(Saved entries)
>>>
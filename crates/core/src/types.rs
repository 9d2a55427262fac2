use std::fmt;

use serde::{Deserialize, Serialize};

/// Device serial as reported by the control channel (e.g. `emulator-5554`)
pub type DeviceId = String;

/// Screen coordinate in device pixels
#[derive(Debug, Clone, Copy, PartialEq, Eq, Default, Serialize, Deserialize)]
pub struct Point {
    pub x: i32,
    pub y: i32,
}

impl Point {
    pub fn new(x: i32, y: i32) -> Self {
        Self { x, y }
    }

    pub fn offset(self, dx: i32, dy: i32) -> Self {
        Self { x: self.x + dx, y: self.y + dy }
    }
}

impl fmt::Display for Point {
    fn fmt(&self, f: &mut fmt::Formatter<'_>) -> fmt::Result {
        write!(f, "({}, {})", self.x, self.y)
    }
}

/// One captured screen frame. `data` is PNG-encoded as delivered by the device.
#[derive(Debug, Clone, Default)]
pub struct Frame {
    pub data: Vec<u8>,
    pub width: u32,
    pub height: u32,
}

impl Frame {
    /// Build a frame from PNG bytes, reading the dimensions from the IHDR chunk.
    pub fn from_png(data: Vec<u8>) -> Self {
        let dim = |at: usize| -> u32 {
            data.get(at..at + 4)
                .map(|b| u32::from_be_bytes([b[0], b[1], b[2], b[3]]))
                .unwrap_or(0)
        };
        let (width, height) = if data.starts_with(b"\x89PNG") { (dim(16), dim(20)) } else { (0, 0) };
        Self { data, width, height }
    }
}

/// Template match reported by the detector
#[derive(Debug, Clone, Copy, PartialEq)]
pub struct Detection {
    pub at: Point,
    pub confidence: f64,
}

/// App package + launch activity, used for forced restarts
#[derive(Debug, Clone, Default, PartialEq, Eq, Serialize, Deserialize)]
pub struct AppTarget {
    pub package: String,
    pub activity: String,
}

/// Lifecycle status of one instance
#[derive(Debug, Clone, Copy, PartialEq, Eq, Default, Serialize, Deserialize)]
pub enum InstanceStatus {
    #[default]
    Running,
    Paused,
    Stopped,
    Restarting,
}

impl fmt::Display for InstanceStatus {
    fn fmt(&self, f: &mut fmt::Formatter<'_>) -> fmt::Result {
        let s = match self {
            InstanceStatus::Running => "running",
            InstanceStatus::Paused => "paused",
            InstanceStatus::Stopped => "stopped",
            InstanceStatus::Restarting => "restarting",
        };
        f.write_str(s)
    }
}

/// Run state of the orchestrator as a whole
#[derive(Debug, Clone, Copy, PartialEq, Eq, Default, Serialize, Deserialize)]
pub enum OrchestratorState {
    Running,
    Stopping,
    #[default]
    Stopped,
}

/// Command from the TUI / stdin to the orchestrator
#[derive(Debug, Clone, PartialEq, Eq)]
pub enum Command {
    StartAll,
    StopAll,
    PauseAll,
    ResumeAll,
    /// Pause or resume one instance by index
    Toggle(usize),
    /// Force a timeout-style recovery of one instance
    Restart(usize),
    /// Publish a status snapshot immediately
    Status,
    Quit,
}
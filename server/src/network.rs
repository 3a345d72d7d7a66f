//! Server wiring: sockets, tasks and the match supervisor

use crate::config::ServerConfig;
use crate::context::ServerContext;
use crate::control::ControlChannel;
use crate::data::DataChannel;
use crate::lifecycle::MatchPhase;
use crate::match_loop::MatchLoop;
use log::{error, info};
use std::net::SocketAddr;
use std::sync::Arc;
use tokio::net::{TcpListener, UdpSocket};

/// A bound race server.
///
/// Binding and running are separate so callers can learn the actual ports
/// (for example after binding port 0) before the server starts.
pub struct Server {
    listener: TcpListener,
    socket: Arc<UdpSocket>,
    context: Arc<ServerContext>,
}

impl Server {
    /// Binds both sockets. Failure here is the only fatal server error.
    pub async fn bind(config: ServerConfig) -> Result<Self, Box<dyn std::error::Error>> {
        let listener = TcpListener::bind(config.tcp_bind_addr()).await?;
        let socket = Arc::new(UdpSocket::bind(config.udp_bind_addr()).await?);
        info!(
            "Server bound: TCP {}, UDP {}",
            listener.local_addr()?,
            socket.local_addr()?
        );

        Ok(Server {
            listener,
            socket,
            context: Arc::new(ServerContext::new(config)),
        })
    }

    pub fn local_tcp_addr(&self) -> std::io::Result<SocketAddr> {
        self.listener.local_addr()
    }

    pub fn local_udp_addr(&self) -> std::io::Result<SocketAddr> {
        self.socket.local_addr()
    }

    pub fn context(&self) -> Arc<ServerContext> {
        Arc::clone(&self.context)
    }

    /// Runs the control channel, the data channel and one match after
    /// another. Only returns if one of the channels stops.
    pub async fn run(self) -> Result<(), Box<dyn std::error::Error>> {
        let control = ControlChannel::new(Arc::clone(&self.context));
        let control_handle = tokio::spawn(control.run(self.listener));

        let data = DataChannel::new(Arc::clone(&self.socket), Arc::clone(&self.context));
        let data_handle = tokio::spawn(data.run());

        let supervisor_handle = tokio::spawn(supervise_matches(
            Arc::clone(&self.context),
            Arc::clone(&self.socket),
        ));

        info!("Server started successfully");

        tokio::select! {
            result = control_handle => {
                error!("Control channel stopped: {:?}", result);
            }
            result = data_handle => {
                error!("Data channel stopped: {:?}", result);
            }
            result = supervisor_handle => {
                error!("Match supervisor stopped: {:?}", result);
            }
        }

        Ok(())
    }
}

/// Drives the match phase cycle forever.
///
/// Waits for the control channel to start a race, runs the match loop until
/// the race finishes, then clears the registry, the countdown and leftover
/// states and reopens the lobby.
async fn supervise_matches(context: Arc<ServerContext>, socket: Arc<UdpSocket>) {
    let mut match_number: u32 = 0;
    loop {
        context.lifecycle.wait_for(MatchPhase::Running).await;
        match_number += 1;
        info!("Match {} running", match_number);

        let match_loop_handle = {
            let mut match_loop = MatchLoop::new(Arc::clone(&context), Arc::clone(&socket));
            tokio::spawn(async move {
                match_loop.run().await;
                match_loop
            })
        };

        context.lifecycle.wait_for(MatchPhase::Finished).await;
        match match_loop_handle.await {
            Ok(mut match_loop) => match_loop.reset().await,
            Err(e) => error!("Match loop task failed: {}", e),
        }

        context.reset_match_state().await;
        context.lifecycle.reset_to_lobby();
        info!("Match {} finished, lobby open", match_number);
    }
}

#[cfg(test)]
mod tests {
    use super::*;
    use std::time::Duration;

    fn local_config() -> ServerConfig {
        ServerConfig {
            host: "127.0.0.1".to_string(),
            port: 0,
            udp_port: 0,
            ..ServerConfig::default()
        }
    }

    #[tokio::test]
    async fn test_bind_ephemeral_ports() {
        let server = Server::bind(local_config()).await.unwrap();
        assert_ne!(server.local_tcp_addr().unwrap().port(), 0);
        assert_ne!(server.local_udp_addr().unwrap().port(), 0);
    }

    #[tokio::test]
    async fn test_bind_conflict_fails() {
        let first = Server::bind(local_config()).await.unwrap();
        let taken = first.local_tcp_addr().unwrap().port();

        let result = Server::bind(ServerConfig {
            port: taken,
            ..local_config()
        })
        .await;
        assert!(result.is_err());
    }

    #[tokio::test]
    async fn test_supervisor_returns_to_lobby() {
        let context = Arc::new(ServerContext::new(local_config()));
        let socket = Arc::new(UdpSocket::bind("127.0.0.1:0").await.unwrap());
        tokio::spawn(supervise_matches(Arc::clone(&context), socket));

        context.countdown.lock().await.start();
        context.lifecycle.start_race();
        tokio::time::sleep(Duration::from_millis(50)).await;
        context.lifecycle.finish();

        tokio::time::timeout(Duration::from_secs(1), context.lifecycle.wait_for(MatchPhase::Lobby))
            .await
            .expect("supervisor should reopen the lobby");
        assert!(!context.countdown.lock().await.is_running());
    }
}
<<<
# Exercise requirements
All lines above with the word "UdpSocket" need to be reported.

# Solution to the problem
use tokio::net::{TcpListener, UdpSocket};
    socket: Arc<UdpSocket>,
        let socket = Arc::new(UdpSocket::bind(config.udp_bind_addr()).await?);
async fn supervise_matches(context: Arc<ServerContext>, socket: Arc<UdpSocket>) {
        let socket = Arc::new(UdpSocket::bind("127.0.0.1:0").await.unwrap());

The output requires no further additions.